Wednesday, 2 October 2019

LFT in pregancy

LFT in pregancy : In normal   pregnancy    serum AST   and ALT  levels   are slightly  lower compared  to non pregnant   normal values   whereas serum  alkaline  phosphate levels   almost double. Viral    hepatitis is one of the commonest liver disease  incidental   to pregnancy   . Hepatitis A and E are transmitted by fecooral route whereas B,D and G are transmitted parentally. Hepatitis A  virus   infection recovers    completely  without any residual    disease., the  clinical   course   of most of the  viral hepatitis  is unaffected by   pregnancy    except  Hepatitis  E and  disseminated   herpes   simplex  hepatitis.
Viral    hepatitis  during  pregnancy is not an indication  for termination   of pregnancy   or  cesarean section.
Breastfeeding   is not contraindicated in viral   hepatitis. 
Newborns  of mothers with hepatitis A virus   infection in 3rd trimester    should be given passive    immunoprophylaxis  at birth. 
Hepatitis E virus   infection in pregnancy may manifest as  severe   illness  with frequent    fulminant hepatitis.  There  is increased risk of  miscarriage    preterm   labor and stillbirth.  There is  high risk of  maternal  fetal and neonatal     morbidity   and mortality    with Hepatitis    E virus  infection   in pregnancy     There  is 90%   risk of vertical  transmission  from hepatitis B infected  mother to   her fetus  if she is HBeAg positive   at the time of delivery . Prevention   of neonatal infection in babies of Hepatitis B infected   mothers   is with active and passive  immunoprophylaxis  within  12 hrs  of birth.

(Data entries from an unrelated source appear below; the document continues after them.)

//! Cancellable timed tasks backing debounce, polling and transient banners.

use std::{
    future::Future,
    sync::{Mutex, PoisonError},
    time::Duration,
};

use tokio::{
    runtime::Handle,
    task::JoinHandle,
    time::{self, MissedTickBehavior},
};

/// Handle to a pending or running timed task. Dropping it cancels the task.
#[derive(Debug)]
pub struct ScheduledTask {
    handle: JoinHandle<()>,
}

impl ScheduledTask {
    pub fn cancel(&self) {
        self.handle.abort();
    }

    pub fn is_finished(&self) -> bool {
        self.handle.is_finished()
    }
}

impl Drop for ScheduledTask {
    fn drop(&mut self) {
        self.handle.abort();
    }
}

#[derive(Debug, Clone)]
pub struct Scheduler {
    runtime: Handle,
}

impl Scheduler {
    /// Binds to the tokio runtime the caller is running on.
    ///
    /// Panics outside a runtime, like `tokio::spawn`.
    pub fn current() -> Self {
        Self {
            runtime: Handle::current(),
        }
    }

    pub fn with_handle(runtime: Handle) -> Self {
        Self { runtime }
    }

    pub fn schedule_once<F>(&self, delay: Duration, task: F) -> ScheduledTask
    where
        F: Future<Output = ()> + Send + 'static,
    {
        let handle = self.runtime.spawn(async move {
            time::sleep(delay).await;
            task.await;
        });
        ScheduledTask { handle }
    }

    /// Runs `task` to completion independently of any handle.
    pub fn spawn_detached<F>(&self, task: F)
    where
        F: Future<Output = ()> + Send + 'static,
    {
        // Dropping a JoinHandle detaches the task instead of aborting it.
        drop(self.runtime.spawn(task));
    }

    /// Runs `tick` immediately and then once per `period`.
    ///
    /// Each tick's future is spawned on its own, so slow work never delays
    /// the next tick and canceling the schedule leaves in-flight work alone.
    pub fn schedule_repeating<F, Fut>(&self, period: Duration, mut tick: F) -> ScheduledTask
    where
        F: FnMut() -> Fut + Send + 'static,
        Fut: Future<Output = ()> + Send + 'static,
    {
        let runtime = self.runtime.clone();
        let handle = self.runtime.spawn(async move {
            let mut interval = time::interval(period);
            interval.set_missed_tick_behavior(MissedTickBehavior::Delay);
            loop {
                interval.tick().await;
                runtime.spawn(tick());
            }
        });
        ScheduledTask { handle }
    }
}

/// Trailing-edge debounce: every trigger replaces the task still waiting.
#[derive(Debug)]
pub struct Debouncer {
    scheduler: Scheduler,
    delay: Duration,
    pending: Mutex<Option<ScheduledTask>>,
}

impl Debouncer {
    pub fn new(scheduler: Scheduler, delay: Duration) -> Self {
        Self {
            scheduler,
            delay,
            pending: Mutex::new(None),
        }
    }

    pub fn delay(&self) -> Duration {
        self.delay
    }

    pub fn trigger<F>(&self, task: F)
    where
        F: Future<Output = ()> + Send + 'static,
    {
        let next = self.scheduler.schedule_once(self.delay, task);
        let mut pending = self.pending.lock().unwrap_or_else(PoisonError::into_inner);
        // Replacing drops the superseded task, which aborts it.
        *pending = Some(next);
    }

    pub fn cancel(&self) {
        let mut pending = self.pending.lock().unwrap_or_else(PoisonError::into_inner);
        pending.take();
    }

    pub fn is_pending(&self) -> bool {
        let pending = self.pending.lock().unwrap_or_else(PoisonError::into_inner);
        pending.as_ref().is_some_and(|task| !task.is_finished())
    }
}

#[cfg(test)]
#[path = "tests/scheduler_tests.rs"]
mod tests;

In mothers    with hepatitis c virus   infection risk    factors  for vertical transmission  are high levels    of hepatitis  C RNA   in maternal blood. HIV   co infection , increased    interval between   membrane  rupture    and delivery  . Risk of transmission to the fetus    can be minimized by  avoiding   fetal scalp    monitoring  and prolonged   labor     after    rupture  of  membrane. Non   cirrhotic partal hypertension is associated with lower  maternal mortality rates   during   episodes of variceal hemorrhage compared to cirrhotic   portal  hypertension .
In pregnant    patients with   known large  esophageal    varices elective   cesarean  is  recommended . The second    stage   of labor should  be cut short   with forceps    in other   women with portal  hypertension.

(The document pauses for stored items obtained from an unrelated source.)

//! Cookie string lookup used to recover the CSRF token issued by the server.

use percent_encoding::percent_decode_str;

pub const CSRF_COOKIE: &str = "csrftoken";
pub const CSRF_HEADER: &str = "X-CSRFToken";

/// Returns the decoded value of `name` from a `Cookie`-style string
/// (`a=1; b=2`). The first matching pair wins.
pub fn get_cookie(cookie_header: &str, name: &str) -> Option<String> {
    if cookie_header.is_empty() || name.is_empty() {
        return None;
    }
    cookie_header.split(';').find_map(|pair| {
        let value = pair.trim().strip_prefix(name)?.strip_prefix('=')?;
        Some(percent_decode_str(value).decode_utf8_lossy().into_owned())
    })
}

pub fn csrf_token(cookie_header: &str) -> Option<String> {
    get_cookie(cookie_header, CSRF_COOKIE)
}

#[cfg(test)]
#[path = "tests/cookie_tests.rs"]
mod tests;
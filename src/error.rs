use thiserror::Error;

/// Errors raised while pulling a resource from the remote API.
#[derive(Debug, Error)]
pub enum FetchError {
    /// Connection failure, timeout, or non-2xx status.
    #[error("Network error fetching {resource}: {source}")]
    Network {
        resource: &'static str,
        source: reqwest::Error,
    },
    /// Body was not JSON, or not shaped like the expected records.
    #[error("Decode error for {resource}: {source}")]
    Decode {
        resource: &'static str,
        source: serde_json::Error,
    },
}
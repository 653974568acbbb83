/// Initialise the global subscriber.
///
/// Logs go to stderr so stdout carries nothing but the report. `RUST_LOG` overrides the default
/// `info` level.
pub fn setup_tracing() {
    let env_filter = tracing_subscriber::EnvFilter::try_from_default_env()
        .unwrap_or_else(|_| tracing_subscriber::EnvFilter::new("info"));

    tracing_subscriber::fmt()
        .with_env_filter(env_filter)
        .with_timer(tracing_subscriber::fmt::time::uptime())
        .with_writer(std::io::stderr)
        .compact()
        .init();
}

Pregnant    patients   with chronic  liver disease are    at high risk of postpartum  hemorrhage   due to associated  coagulopathy    and thrombocytopenia. 
Recommended mode of  delivery    is vaginal   in most of the cases  of liver   disease   except those   with large   esophageal  varices.
Pregnancy    should    preferably be postponed for 2 years   after  liver transplantation for better   prognosis.
Pregnant    patients who   have   undergone  liver  transplantation   previously should  be advised  to continue taking  immunosuppressive    drugs  as there  is risk   of acute  graft  rejection.